[RECORDS FOR THIS EXERCISE]

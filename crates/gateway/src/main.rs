use std::sync::Arc;

use axum::http::{HeaderValue, Method};
use clap::Parser;
use tower_http::cors::{AllowOrigin, CorsLayer};
use tracing_subscriber::EnvFilter;

use ac_domain::config::Config;
use ac_gateway::cli::{Cli, Command, ConfigCommand};
use ac_gateway::{api, bootstrap};

#[tokio::main]
async fn main() -> anyhow::Result<()> {
    let cli = Cli::parse();

    match cli.command {
        None | Some(Command::Serve) => {
            init_tracing();
            let (config, _config_path) = ac_gateway::cli::load_config()?;
            run_server(Arc::new(config)).await
        }
        Some(Command::Doctor) => {
            let (config, config_path) = ac_gateway::cli::load_config()?;
            let passed = ac_gateway::cli::doctor::run(&config, &config_path).await?;
            if !passed {
                std::process::exit(1);
            }
            Ok(())
        }
        Some(Command::Config(ConfigCommand::Validate)) => {
            let (config, config_path) = ac_gateway::cli::load_config()?;
            let valid = ac_gateway::cli::config::validate(&config, &config_path);
            if !valid {
                std::process::exit(1);
            }
            Ok(())
        }
        Some(Command::Config(ConfigCommand::Show)) => {
            let (config, _config_path) = ac_gateway::cli::load_config()?;
            ac_gateway::cli::config::show(&config);
            Ok(())
        }
        Some(Command::Version) => {
            println!("agentcore {}", env!("CARGO_PKG_VERSION"));
            Ok(())
        }
    }
}

/// Initialize structured JSON tracing.
fn init_tracing() {
    tracing_subscriber::fmt()
        .with_env_filter(EnvFilter::try_from_default_env().unwrap_or_else(|_| EnvFilter::new("info,ac_gateway=debug")))
        .json()
        .init();
}

async fn run_server(config: Arc<Config>) -> anyhow::Result<()> {
    tracing::info!("agentcore gateway starting");

    let state = bootstrap::build_app_state(config.clone())?;
    bootstrap::spawn_background_tasks(&state);

    let cors_layer = build_cors_layer(&config.server.cors);

    let max_concurrent = std::env::var("AGENTCORE_MAX_CONCURRENT_REQUESTS")
        .ok()
        .and_then(|v| v.parse::<usize>().ok())
        .unwrap_or(256);
    tracing::info!(max_concurrent, "concurrency limit set");

    let governor_layer = config.server.rate_limit.as_ref().map(|rl| {
        use tower_governor::governor::GovernorConfigBuilder;
        use tower_governor::GovernorLayer;

        let gov_config = GovernorConfigBuilder::default()
            .per_second(rl.requests_per_second)
            .burst_size(rl.burst_size)
            .finish()
            .expect("rate_limit: requests_per_second and burst_size must be > 0");

        tracing::info!(requests_per_second = rl.requests_per_second, burst_size = rl.burst_size, "per-IP rate limiting enabled");
        GovernorLayer { config: Arc::new(gov_config) }
    });
    if governor_layer.is_none() {
        tracing::info!("per-IP rate limiting disabled (no [server.rate_limit] in config)");
    }

    let router = api::router(state.clone())
        .nest("/proxy", ac_proxy::router())
        .layer(cors_layer)
        .layer(tower::limit::ConcurrencyLimitLayer::new(max_concurrent));
    let app = if let Some(gov) = governor_layer { router.layer(gov) } else { router };

    let addr = format!("{}:{}", config.server.host, config.server.port);
    let listener = tokio::net::TcpListener::bind(&addr).await?;
    tracing::info!(addr = %addr, "agentcore gateway listening");

    axum::serve(listener, app).await?;
    Ok(())
}

/// Build a [`CorsLayer`] from the configured allowed origins. Origins may
/// carry a trailing `*` wildcard for the port segment
/// (e.g. `http://localhost:*`).
fn build_cors_layer(cors: &ac_domain::config::CorsConfig) -> CorsLayer {
    use axum::http::header;

    if cors.allowed_origins.len() == 1 && cors.allowed_origins[0] == "*" {
        tracing::warn!("CORS configured with wildcard \"*\" — all origins allowed");
        return CorsLayer::new()
            .allow_origin(tower_http::cors::Any)
            .allow_methods([Method::GET, Method::POST, Method::PUT, Method::DELETE, Method::OPTIONS])
            .allow_headers([header::CONTENT_TYPE, header::AUTHORIZATION]);
    }

    let mut exact: Vec<HeaderValue> = Vec::new();
    let mut wildcard_prefixes: Vec<String> = Vec::new();

    for origin in &cors.allowed_origins {
        if origin.ends_with(":*") {
            wildcard_prefixes.push(origin.trim_end_matches('*').to_owned());
        } else if let Ok(hv) = origin.parse::<HeaderValue>() {
            exact.push(hv);
        } else {
            tracing::warn!(origin = %origin, "invalid CORS origin, skipping");
        }
    }

    let allow_origin = if wildcard_prefixes.is_empty() {
        AllowOrigin::list(exact)
    } else {
        AllowOrigin::predicate(move |origin, _| {
            let origin_str = origin.to_str().unwrap_or("");
            if exact.iter().any(|e| e.as_bytes() == origin.as_bytes()) {
                return true;
            }
            wildcard_prefixes.iter().any(|prefix| {
                origin_str
                    .strip_prefix(prefix.as_str())
                    .map(|port| !port.is_empty() && port.chars().all(|c| c.is_ascii_digit()))
                    .unwrap_or(false)
            })
        })
    };

    CorsLayer::new()
        .allow_origin(allow_origin)
        .allow_methods([Method::GET, Method::POST, Method::PUT, Method::DELETE, Method::OPTIONS])
        .allow_headers([header::CONTENT_TYPE, header::AUTHORIZATION])
        .allow_credentials(true)
}
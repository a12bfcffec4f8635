use chrono::{DateTime, Utc};
use serde::{Deserialize, Serialize};
use uuid::Uuid;

/// A connected client's execution context: workspace, device, and (once
/// created) sandbox. Destroyed only by explicit administrative action —
/// a websocket disconnect does not delete it.
#[derive(Debug, Clone, Serialize, Deserialize)]
pub struct Session {
    pub id: Uuid,
    pub workspace_dir: String,
    pub device_id: String,
    /// Derived from the first non-empty `query.text`, truncated to 100 chars.
    /// `None` until that first message arrives.
    pub name: Option<String>,
    pub sandbox_id: Option<String>,
    pub created_at: DateTime<Utc>,
}

impl Session {
    pub fn new(workspace_dir: impl Into<String>, device_id: impl Into<String>) -> Self {
        Self {
            id: Uuid::new_v4(),
            workspace_dir: workspace_dir.into(),
            device_id: device_id.into(),
            name: None,
            sandbox_id: None,
            created_at: Utc::now(),
        }
    }

    pub fn resume(id: Uuid, workspace_dir: impl Into<String>, device_id: impl Into<String>) -> Self {
        Self {
            id,
            workspace_dir: workspace_dir.into(),
            device_id: device_id.into(),
            name: None,
            sandbox_id: None,
            created_at: Utc::now(),
        }
    }

    /// Apply the first-message naming rule. No-op once a name is set.
    pub fn set_name_from_first_message(&mut self, text: &str) {
        if self.name.is_some() {
            return;
        }
        let trimmed = text.trim();
        if trimmed.is_empty() {
            return;
        }
        let truncated: String = trimmed.chars().take(100).collect();
        self.name = Some(truncated);
    }
}

/// Gateway-owned summary row for listing/lifecycle purposes — distinct from
/// the in-memory `MessageHistory` snapshot. `session_key` is a stable
/// external identity (e.g. device id); `session_id` is the UUID minted or
/// rotated on reset.
#[derive(Debug, Clone, Serialize, Deserialize)]
pub struct SessionEntry {
    pub session_key: String,
    pub session_id: Uuid,
    pub created_at: DateTime<Utc>,
    pub updated_at: DateTime<Utc>,
    pub model: String,
    pub input_tokens: u64,
    pub output_tokens: u64,
    pub total_tokens: u64,
    pub context_tokens: u64,
    pub sandbox_id: Option<String>,
}

impl SessionEntry {
    pub fn new(session_key: impl Into<String>, session_id: Uuid, model: impl Into<String>) -> Self {
        let now = Utc::now();
        Self {
            session_key: session_key.into(),
            session_id,
            created_at: now,
            updated_at: now,
            model: model.into(),
            input_tokens: 0,
            output_tokens: 0,
            total_tokens: 0,
            context_tokens: 0,
            sandbox_id: None,
        }
    }

    pub fn record_usage(&mut self, input_tokens: u64, output_tokens: u64) {
        self.input_tokens += input_tokens;
        self.output_tokens += output_tokens;
        self.total_tokens += input_tokens + output_tokens;
        self.updated_at = Utc::now();
    }
}

#[cfg(test)]
mod tests {
    use super::*;

    #[test]
    fn first_message_sets_name_once() {
        let mut session = Session::new("/ws", "device-1");
        session.set_name_from_first_message("build me a parser");
        session.set_name_from_first_message("this should not overwrite");
        assert_eq!(session.name.as_deref(), Some("build me a parser"));
    }

    #[test]
    fn name_is_truncated_to_100_chars() {
        let mut session = Session::new("/ws", "device-1");
        let long = "x".repeat(150);
        session.set_name_from_first_message(&long);
        assert_eq!(session.name.unwrap().chars().count(), 100);
    }

    #[test]
    fn empty_first_message_does_not_set_name() {
        let mut session = Session::new("/ws", "device-1");
        session.set_name_from_first_message("   ");
        assert!(session.name.is_none());
    }

    #[test]
    fn record_usage_accumulates_totals() {
        let mut entry = SessionEntry::new("device-1", Uuid::new_v4(), "claude-main");
        entry.record_usage(100, 50);
        entry.record_usage(10, 5);
        assert_eq!(entry.input_tokens, 110);
        assert_eq!(entry.output_tokens, 55);
        assert_eq!(entry.total_tokens, 165);
    }
}
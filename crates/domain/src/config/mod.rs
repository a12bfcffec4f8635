mod context;
mod llm;
mod observability;
mod sandbox;
mod server;
mod sessions;
mod tools;
mod workspace;

pub use context::*;
pub use llm::*;
pub use observability::*;
pub use sandbox::*;
pub use server::*;
pub use sessions::*;
pub use tools::*;
pub use workspace::*;

use serde::{Deserialize, Serialize};
use std::collections::HashSet;
use std::fmt;

// ━━━━━━━━━━━━━━━━━━━━━━━━━━━━━━━━━━━━━━━━━━━━━━━━━━━━━━━━━━━━━━━━━━
// Top-level config
// ━━━━━━━━━━━━━━━━━━━━━━━━━━━━━━━━━━━━━━━━━━━━━━━━━━━━━━━━━━━━━━━━━━

#[derive(Debug, Clone, Serialize, Deserialize, Default)]
pub struct Config {
    #[serde(default)]
    pub server: ServerConfig,
    #[serde(default)]
    pub workspace: WorkspaceConfig,
    #[serde(default)]
    pub llm: LlmConfig,
    #[serde(default)]
    pub context: ContextConfig,
    #[serde(default)]
    pub sandbox: SandboxConfig,
    #[serde(default)]
    pub tools: ToolsConfig,
    #[serde(default)]
    pub sessions: SessionsConfig,
    #[serde(default)]
    pub observability: ObservabilityConfig,
    #[serde(default)]
    pub admin: AdminConfig,
}

// ━━━━━━━━━━━━━━━━━━━━━━━━━━━━━━━━━━━━━━━━━━━━━━━━━━━━━━━━━━━━━━━━━━
// Admin
// ━━━━━━━━━━━━━━━━━━━━━━━━━━━━━━━━━━━━━━━━━━━━━━━━━━━━━━━━━━━━━━━━━━

#[derive(Debug, Clone, Serialize, Deserialize)]
pub struct AdminConfig {
    /// Environment variable holding the admin bearer token for the proxy's
    /// `/api/register` and debug endpoints. If unset at startup, admin
    /// endpoints are disabled rather than left unauthenticated.
    #[serde(default = "d_admin_token_env")]
    pub token_env: String,
}

impl Default for AdminConfig {
    fn default() -> Self {
        Self {
            token_env: d_admin_token_env(),
        }
    }
}

fn d_admin_token_env() -> String {
    "AGENTCORE_ADMIN_TOKEN".into()
}

// ━━━━━━━━━━━━━━━━━━━━━━━━━━━━━━━━━━━━━━━━━━━━━━━━━━━━━━━━━━━━━━━━━━
// Config validation
// ━━━━━━━━━━━━━━━━━━━━━━━━━━━━━━━━━━━━━━━━━━━━━━━━━━━━━━━━━━━━━━━━━━

/// Severity level for a configuration issue.
#[derive(Debug, Clone, Copy, PartialEq, Eq)]
pub enum ConfigSeverity {
    Error,
    Warning,
}

/// A single configuration validation issue.
#[derive(Debug, Clone)]
pub struct ConfigError {
    pub severity: ConfigSeverity,
    pub field: String,
    pub message: String,
}

impl fmt::Display for ConfigError {
    fn fmt(&self, f: &mut fmt::Formatter<'_>) -> fmt::Result {
        let tag = match self.severity {
            ConfigSeverity::Error => "ERROR",
            ConfigSeverity::Warning => "WARN",
        };
        write!(f, "[{tag}] {}: {}", self.field, self.message)
    }
}

impl Config {
    /// Validate the configuration and return a list of issues.
    ///
    /// Returns an empty vec when everything looks good.
    pub fn validate(&self) -> Vec<ConfigError> {
        let mut errors = Vec::new();

        if self.server.port == 0 {
            errors.push(ConfigError {
                severity: ConfigSeverity::Error,
                field: "server.port".into(),
                message: "port must be greater than 0".into(),
            });
        }

        if self.server.host.is_empty() {
            errors.push(ConfigError {
                severity: ConfigSeverity::Error,
                field: "server.host".into(),
                message: "host must not be empty".into(),
            });
        }

        if self.llm.models.is_empty() {
            errors.push(ConfigError {
                severity: ConfigSeverity::Warning,
                field: "llm.models".into(),
                message: "no models configured".into(),
            });
        }

        let mut seen_ids: HashSet<&str> = HashSet::new();
        for (i, model) in self.llm.models.iter().enumerate() {
            if model.id.is_empty() {
                errors.push(ConfigError {
                    severity: ConfigSeverity::Error,
                    field: format!("llm.models[{i}].id"),
                    message: "model id must not be empty".into(),
                });
            }
            if model.base_url.is_empty() {
                errors.push(ConfigError {
                    severity: ConfigSeverity::Error,
                    field: format!("llm.models[{i}].base_url"),
                    message: "base_url must not be empty".into(),
                });
            } else if !model.base_url.starts_with("http://") && !model.base_url.starts_with("https://") {
                errors.push(ConfigError {
                    severity: ConfigSeverity::Error,
                    field: format!("llm.models[{i}].base_url"),
                    message: format!(
                        "base_url must start with http:// or https:// (got \"{}\")",
                        model.base_url
                    ),
                });
            }
            if model.api_key_env.is_empty() {
                errors.push(ConfigError {
                    severity: ConfigSeverity::Error,
                    field: format!("llm.models[{i}].api_key_env"),
                    message: "api_key_env must not be empty".into(),
                });
            }
            if !model.id.is_empty() && !seen_ids.insert(&model.id) {
                errors.push(ConfigError {
                    severity: ConfigSeverity::Warning,
                    field: format!("llm.models[{i}].id"),
                    message: format!(
                        "duplicate model id \"{}\" — later entry will shadow earlier one",
                        model.id
                    ),
                });
            }
        }

        if self.server.cors.allowed_origins.len() == 1 && self.server.cors.allowed_origins[0] == "*" {
            errors.push(ConfigError {
                severity: ConfigSeverity::Warning,
                field: "server.cors.allowed_origins".into(),
                message: "wildcard \"*\" allows all origins (not recommended for production)".into(),
            });
        }

        if let Some(rl) = &self.server.rate_limit {
            if rl.requests_per_second == 0 {
                errors.push(ConfigError {
                    severity: ConfigSeverity::Error,
                    field: "server.rate_limit.requests_per_second".into(),
                    message: "requests_per_second must be greater than 0".into(),
                });
            }
            if rl.burst_size == 0 {
                errors.push(ConfigError {
                    severity: ConfigSeverity::Error,
                    field: "server.rate_limit.burst_size".into(),
                    message: "burst_size must be greater than 0".into(),
                });
            }
        }

        for (i, pattern) in self.tools.exec_security.denied_patterns.iter().enumerate() {
            if let Err(e) = regex::Regex::new(pattern) {
                errors.push(ConfigError {
                    severity: ConfigSeverity::Error,
                    field: format!("tools.exec_security.denied_patterns[{i}]"),
                    message: format!("invalid regex \"{pattern}\": {e}"),
                });
            }
        }

        if self.sandbox.mode == SandboxMode::RemoteVm && self.sandbox.remote_vm.api_base_url.is_none() {
            errors.push(ConfigError {
                severity: ConfigSeverity::Error,
                field: "sandbox.remote_vm.api_base_url".into(),
                message: "remote_vm sandbox mode selected but no api_base_url configured".into(),
            });
        }

        if self.sandbox.service_port == 0 {
            errors.push(ConfigError {
                severity: ConfigSeverity::Error,
                field: "sandbox.service_port".into(),
                message: "service_port must be greater than 0".into(),
            });
        }

        if self.context.token_budget == 0 {
            errors.push(ConfigError {
                severity: ConfigSeverity::Error,
                field: "context.token_budget".into(),
                message: "token_budget must be greater than 0".into(),
            });
        }
        if self.context.max_size == 0 {
            errors.push(ConfigError {
                severity: ConfigSeverity::Error,
                field: "context.max_size".into(),
                message: "max_size must be greater than 0".into(),
            });
        }

        errors
    }
}

// ━━━━━━━━━━━━━━━━━━━━━━━━━━━━━━━━━━━━━━━━━━━━━━━━━━━━━━━━━━━━━━━━━━
// Tests
// ━━━━━━━━━━━━━━━━━━━━━━━━━━━━━━━━━━━━━━━━━━━━━━━━━━━━━━━━━━━━━━━━━━

#[cfg(test)]
mod tests {
    use super::*;

    fn valid_config() -> Config {
        Config {
            server: ServerConfig {
                port: 8787,
                host: "127.0.0.1".into(),
                ..ServerConfig::default()
            },
            llm: LlmConfig {
                models: vec![ModelConfig {
                    id: "claude-main".into(),
                    api_type: ApiType::Anthropic,
                    base_url: "https://api.anthropic.com".into(),
                    api_key_env: "ANTHROPIC_API_KEY".into(),
                    thinking_budget_tokens: None,
                    max_retries: None,
                }],
                ..LlmConfig::default()
            },
            ..Config::default()
        }
    }

    fn find_issue<'a>(issues: &'a [ConfigError], field_prefix: &str) -> Option<&'a ConfigError> {
        issues.iter().find(|e| e.field.starts_with(field_prefix))
    }

    #[test]
    fn valid_config_passes() {
        let issues = valid_config().validate();
        let errors: Vec<_> = issues.iter().filter(|e| e.severity == ConfigSeverity::Error).collect();
        assert!(errors.is_empty(), "expected no errors, got: {errors:?}");
    }

    #[test]
    fn server_port_zero_is_error() {
        let mut cfg = valid_config();
        cfg.server.port = 0;
        let issues = cfg.validate();
        let issue = find_issue(&issues, "server.port").expect("expected server.port error");
        assert_eq!(issue.severity, ConfigSeverity::Error);
    }

    #[test]
    fn model_base_url_invalid_scheme_is_error() {
        let mut cfg = valid_config();
        cfg.llm.models[0].base_url = "ws://localhost:1234".into();
        let issues = cfg.validate();
        let issue = find_issue(&issues, "llm.models[0].base_url").expect("expected base_url error");
        assert_eq!(issue.severity, ConfigSeverity::Error);
    }

    #[test]
    fn model_missing_api_key_env_is_error() {
        let mut cfg = valid_config();
        cfg.llm.models[0].api_key_env = String::new();
        let issues = cfg.validate();
        assert!(find_issue(&issues, "llm.models[0].api_key_env").is_some());
    }

    #[test]
    fn duplicate_model_ids_is_warning() {
        let mut cfg = valid_config();
        let mut second = cfg.llm.models[0].clone();
        second.base_url = "https://api.anthropic.com/v2".into();
        cfg.llm.models.push(second);
        let issues = cfg.validate();
        let dup = issues.iter().find(|e| e.message.contains("duplicate model id")).unwrap();
        assert_eq!(dup.severity, ConfigSeverity::Warning);
    }

    #[test]
    fn no_models_is_warning() {
        let mut cfg = valid_config();
        cfg.llm.models.clear();
        let issues = cfg.validate();
        let issue = find_issue(&issues, "llm.models").expect("expected no-models warning");
        assert_eq!(issue.severity, ConfigSeverity::Warning);
    }

    #[test]
    fn cors_wildcard_is_warning() {
        let mut cfg = valid_config();
        cfg.server.cors.allowed_origins = vec!["*".into()];
        let issues = cfg.validate();
        let issue = find_issue(&issues, "server.cors.allowed_origins").expect("expected CORS wildcard warning");
        assert_eq!(issue.severity, ConfigSeverity::Warning);
    }

    #[test]
    fn remote_vm_mode_without_base_url_is_error() {
        let mut cfg = valid_config();
        cfg.sandbox.mode = SandboxMode::RemoteVm;
        cfg.sandbox.remote_vm.api_base_url = None;
        let issues = cfg.validate();
        assert!(find_issue(&issues, "sandbox.remote_vm.api_base_url").is_some());
    }

    #[test]
    fn remote_vm_mode_with_base_url_is_ok() {
        let mut cfg = valid_config();
        cfg.sandbox.mode = SandboxMode::RemoteVm;
        cfg.sandbox.remote_vm.api_base_url = Some("https://vendor.example.com".into());
        let issues = cfg.validate();
        assert!(find_issue(&issues, "sandbox.remote_vm").is_none());
    }

    #[test]
    fn invalid_denied_pattern_is_error() {
        let mut cfg = valid_config();
        cfg.tools.exec_security.denied_patterns = vec![r"[invalid".into()];
        let issues = cfg.validate();
        let issue = find_issue(&issues, "tools.exec_security.denied_patterns[0]")
            .expect("expected regex error");
        assert_eq!(issue.severity, ConfigSeverity::Error);
    }

    #[test]
    fn zero_token_budget_is_error() {
        let mut cfg = valid_config();
        cfg.context.token_budget = 0;
        let issues = cfg.validate();
        assert!(find_issue(&issues, "context.token_budget").is_some());
    }

    #[test]
    fn config_error_display_format() {
        let err = ConfigError {
            severity: ConfigSeverity::Error,
            field: "server.port".into(),
            message: "port must be greater than 0".into(),
        };
        assert_eq!(format!("{err}"), "[ERROR] server.port: port must be greater than 0");
    }
}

[/RECORDS FOR THIS EXERCISE]

● **WHAT IS BEING ASKED**:
Output exactly the leading lines of the data, up to and including the line marked by "#[tokio::main]".

● **COMPLETED EXERCISE**:
filename crates/gateway/src/main.rs
use std::sync::Arc;

use axum::http::{HeaderValue, Method};
use clap::Parser;
use tower_http::cors::{AllowOrigin, CorsLayer};
use tracing_subscriber::EnvFilter;

use ac_domain::config::Config;
use ac_gateway::cli::{Cli, Command, ConfigCommand};
use ac_gateway::{api, bootstrap};

#[tokio::main]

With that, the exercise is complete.